== Segment start ==

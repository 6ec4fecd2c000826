//! Subcommand handlers.

use std::fs::File;
use std::io::{self, BufReader, Write};
use std::path::Path;

use anyhow::{bail, Context, Result};
use serde::Serialize;
use tracing::info;
use uplift_core::{
    Batch, Item, LearnReport, PreparedConfig, SqliteUpgradeStore, UpgradeConfig, UpgradeEngine,
    UpgradeOptions, UpgradeStore,
};

use crate::cli::{Cli, Commands};

pub fn run(cli: Cli) -> Result<()> {
    let db_path = cli.db_path();
    match &cli.command {
        Commands::Filter { batch } => {
            let items = read_batch(batch)?;
            let Some(config) = load_config(cli.config.as_deref())? else {
                info!("Upgrade disabled, passing batch through");
                return write_json(&items);
            };
            let engine = UpgradeEngine::new(open_store(&db_path)?, config);
            let mut batch = Batch::from(items);
            engine.filter(&mut batch)?;
            write_json(&batch.into_entries())
        }
        Commands::Learn { batch } => {
            let items = read_batch(batch)?;
            let Some(config) = load_config(cli.config.as_deref())? else {
                info!("Upgrade disabled, nothing to learn");
                return write_json(&LearnReport::default());
            };
            let engine = UpgradeEngine::new(open_store(&db_path)?, config);
            let report = engine.learn(&Batch::from(items))?;
            write_json(&report)
        }
        Commands::List { json } => {
            let records = open_store(&db_path)?.list()?;
            if *json {
                return write_json(&records);
            }
            let mut out = io::stdout().lock();
            for record in &records {
                writeln!(out, "{record}")?;
            }
            Ok(())
        }
        Commands::Forget { identifier } => {
            if !open_store(&db_path)?.forget(identifier)? {
                bail!("No upgrade record for `{identifier}`");
            }
            println!("Forgot {identifier}");
            Ok(())
        }
        Commands::Clear => {
            let removed = open_store(&db_path)?.clear()?;
            println!("Removed {removed} upgrade records");
            Ok(())
        }
    }
}

fn open_store(path: &Path) -> Result<SqliteUpgradeStore> {
    info!("Upgrade database: {}", path.display());
    SqliteUpgradeStore::new(path)
        .with_context(|| format!("failed to open upgrade database {}", path.display()))
}

/// Prepared configuration from a file, or from the environment when no file
/// is given. `None` when upgrades are disabled.
fn load_config(path: Option<&Path>) -> Result<Option<PreparedConfig>> {
    let config = match path {
        Some(path) => UpgradeConfig::from_file(path)
            .with_context(|| format!("failed to load config {}", path.display()))?,
        None => UpgradeConfig::from(UpgradeOptions::from_env()?),
    };
    Ok(config.prepare()?)
}

fn read_batch(source: &str) -> Result<Vec<Item>> {
    let items = if source == "-" {
        serde_json::from_reader(io::stdin().lock()).context("failed to read batch from stdin")?
    } else {
        let file = File::open(source).with_context(|| format!("failed to open batch {source}"))?;
        serde_json::from_reader(BufReader::new(file))
            .with_context(|| format!("failed to parse batch {source}"))?
    };
    Ok(items)
}

fn write_json<T: Serialize + ?Sized>(value: &T) -> Result<()> {
    let mut out = io::stdout().lock();
    serde_json::to_writer_pretty(&mut out, value)?;
    writeln!(out)?;
    Ok(())
}

#[cfg(test)]
mod tests {
    use super::*;

    #[test]
    fn test_read_batch_from_file() {
        let mut file = tempfile::NamedTempFile::new().unwrap();
        write!(
            file,
            r#"[{{"title": "Show.S01E01.720p", "id": "show.s01e01"}}, {{"title": "Other"}}]"#
        )
        .unwrap();

        let items = read_batch(file.path().to_str().unwrap()).unwrap();
        assert_eq!(items.len(), 2);
        assert_eq!(items[0].id.as_deref(), Some("show.s01e01"));
    }

    #[test]
    fn test_load_config_disabled_file() {
        let dir = tempfile::tempdir().unwrap();
        let path = dir.path().join("upgrade.json");
        std::fs::write(&path, "false").unwrap();

        assert!(load_config(Some(&path)).unwrap().is_none());
    }

    #[test]
    fn test_load_config_rejects_bad_target() {
        let dir = tempfile::tempdir().unwrap();
        let path = dir.path().join("upgrade.toml");
        std::fs::write(&path, "target = \"nonsense\"\n").unwrap();

        assert!(load_config(Some(&path)).is_err());
    }
}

== Segment end ==

_What you have to do:_
What you give back should be the lines from the one with "to parse batch" to the end of the data, copied exactly, both ends included.

_Response area:_
            .with_context(|| format!("failed to parse batch {source}"))?
    };
    Ok(items)
}

fn write_json<T: Serialize + ?Sized>(value: &T) -> Result<()> {
    let mut out = io::stdout().lock();
    serde_json::to_writer_pretty(&mut out, value)?;
    writeln!(out)?;
    Ok(())
}

#[cfg(test)]
mod tests {
    use super::*;

    #[test]
    fn test_read_batch_from_file() {
        let mut file = tempfile::NamedTempFile::new().unwrap();
        write!(
            file,
            r#"[{{"title": "Show.S01E01.720p", "id": "show.s01e01"}}, {{"title": "Other"}}]"#
        )
        .unwrap();

        let items = read_batch(file.path().to_str().unwrap()).unwrap();
        assert_eq!(items.len(), 2);
        assert_eq!(items[0].id.as_deref(), Some("show.s01e01"));
    }

    #[test]
    fn test_load_config_disabled_file() {
        let dir = tempfile::tempdir().unwrap();
        let path = dir.path().join("upgrade.json");
        std::fs::write(&path, "false").unwrap();

        assert!(load_config(Some(&path)).unwrap().is_none());
    }

    #[test]
    fn test_load_config_rejects_bad_target() {
        let dir = tempfile::tempdir().unwrap();
        let path = dir.path().join("upgrade.toml");
        std::fs::write(&path, "target = \"nonsense\"\n").unwrap();

        assert!(load_config(Some(&path)).is_err());
    }
}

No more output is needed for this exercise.